== Problem to work on ==
Below are records. Return each one exactly as written.

(Stored data)
//! CLI command implementations

pub mod config;
pub mod digest;
pub mod init;
pub mod list;
pub mod purge;
pub mod trim;

pub use config::execute as config;
pub use digest::execute as digest;
pub use init::execute as init;
pub use list::execute as list;
pub use purge::execute as purge;
pub use trim::execute as trim;

use crate::cache::{addons_digest, Digest, Prefix, TemplateCache};
use crate::cli::args::{CacheSelector, ModuleArgs};
use crate::config::Config;
use crate::error::{StencilError, StencilResult};
use crate::store::{PgTemplateStore, TemplateStore};
use tracing::debug;

/// Cache namespace from the command line, falling back to config
fn resolve_prefix(selector: &CacheSelector, config: &Config) -> StencilResult<Prefix> {
    let prefix = selector.prefix.as_deref().unwrap_or(&config.cache.prefix);
    Prefix::new(prefix)
}

/// Maintenance database URL, required by every command touching the server
fn database_url(config: &Config) -> StencilResult<&str> {
    config
        .database
        .url
        .as_deref()
        .filter(|url| !url.trim().is_empty())
        .ok_or(StencilError::DatabaseUrlMissing)
}

/// Connect to the server and bind the cache namespace
async fn open_cache(
    config: &Config,
    prefix: Prefix,
) -> StencilResult<TemplateCache<PgTemplateStore>> {
    let store = PgTemplateStore::connect(database_url(config)?).await?;
    Ok(TemplateCache::new(store, prefix))
}

/// Close the cache session, keeping the first error
async fn close_cache<T>(
    cache: TemplateCache<PgTemplateStore>,
    result: StencilResult<T>,
) -> StencilResult<T> {
    let closed = cache.into_store().close().await;
    let value = result?;
    closed?;
    Ok(value)
}

/// Modules from the command line, trimmed and without empties
fn module_list(args: &ModuleArgs) -> Vec<String> {
    args.modules
        .iter()
        .map(|m| m.trim().to_string())
        .filter(|m| !m.is_empty())
        .collect()
}

/// Digest of a module set, hashed off the async runtime
async fn compute_digest(
    config: &Config,
    modules: &[String],
    with_demo: bool,
) -> StencilResult<Digest> {
    let paths = config.addons.paths.clone();
    let exclude = config.addons.exclude.clone();
    let modules = modules.to_vec();

    let digest = tokio::task::spawn_blocking(move || {
        addons_digest(&paths, &modules, with_demo, &exclude)
    })
    .await
    .map_err(|e| StencilError::Internal(format!("Digest task failed: {}", e)))??;

    debug!("Digest: {}", digest);
    Ok(digest)
}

== Expected answer ==
//! CLI command implementations

pub mod config;
pub mod digest;
pub mod init;
pub mod list;
pub mod purge;
pub mod trim;

pub use config::execute as config;
pub use digest::execute as digest;
pub use init::execute as init;
pub use list::execute as list;
pub use purge::execute as purge;
pub use trim::execute as trim;

use crate::cache::{addons_digest, Digest, Prefix, TemplateCache};
use crate::cli::args::{CacheSelector, ModuleArgs};
use crate::config::Config;
use crate::error::{StencilError, StencilResult};
use crate::store::{PgTemplateStore, TemplateStore};
use tracing::debug;

/// Cache namespace from the command line, falling back to config
fn resolve_prefix(selector: &CacheSelector, config: &Config) -> StencilResult<Prefix> {
    let prefix = selector.prefix.as_deref().unwrap_or(&config.cache.prefix);
    Prefix::new(prefix)
}

/// Maintenance database URL, required by every command touching the server
fn database_url(config: &Config) -> StencilResult<&str> {
    config
        .database
        .url
        .as_deref()
        .filter(|url| !url.trim().is_empty())
        .ok_or(StencilError::DatabaseUrlMissing)
}

/// Connect to the server and bind the cache namespace
async fn open_cache(
    config: &Config,
    prefix: Prefix,
) -> StencilResult<TemplateCache<PgTemplateStore>> {
    let store = PgTemplateStore::connect(database_url(config)?).await?;
    Ok(TemplateCache::new(store, prefix))
}

/// Close the cache session, keeping the first error
async fn close_cache<T>(
    cache: TemplateCache<PgTemplateStore>,
    result: StencilResult<T>,
) -> StencilResult<T> {
    let closed = cache.into_store().close().await;
    let value = result?;
    closed?;
    Ok(value)
}

/// Modules from the command line, trimmed and without empties
fn module_list(args: &ModuleArgs) -> Vec<String> {
    args.modules
        .iter()
        .map(|m| m.trim().to_string())
        .filter(|m| !m.is_empty())
        .collect()
}

/// Digest of a module set, hashed off the async runtime
async fn compute_digest(
    config: &Config,
    modules: &[String],
    with_demo: bool,
) -> StencilResult<Digest> {
    let paths = config.addons.paths.clone();
    let exclude = config.addons.exclude.clone();
    let modules = modules.to_vec();

    let digest = tokio::task::spawn_blocking(move || {
        addons_digest(&paths, &modules, with_demo, &exclude)
    })
    .await
    .map_err(|e| StencilError::Internal(format!("Digest task failed: {}", e)))??;

    debug!("Digest: {}", digest);
    Ok(digest)
}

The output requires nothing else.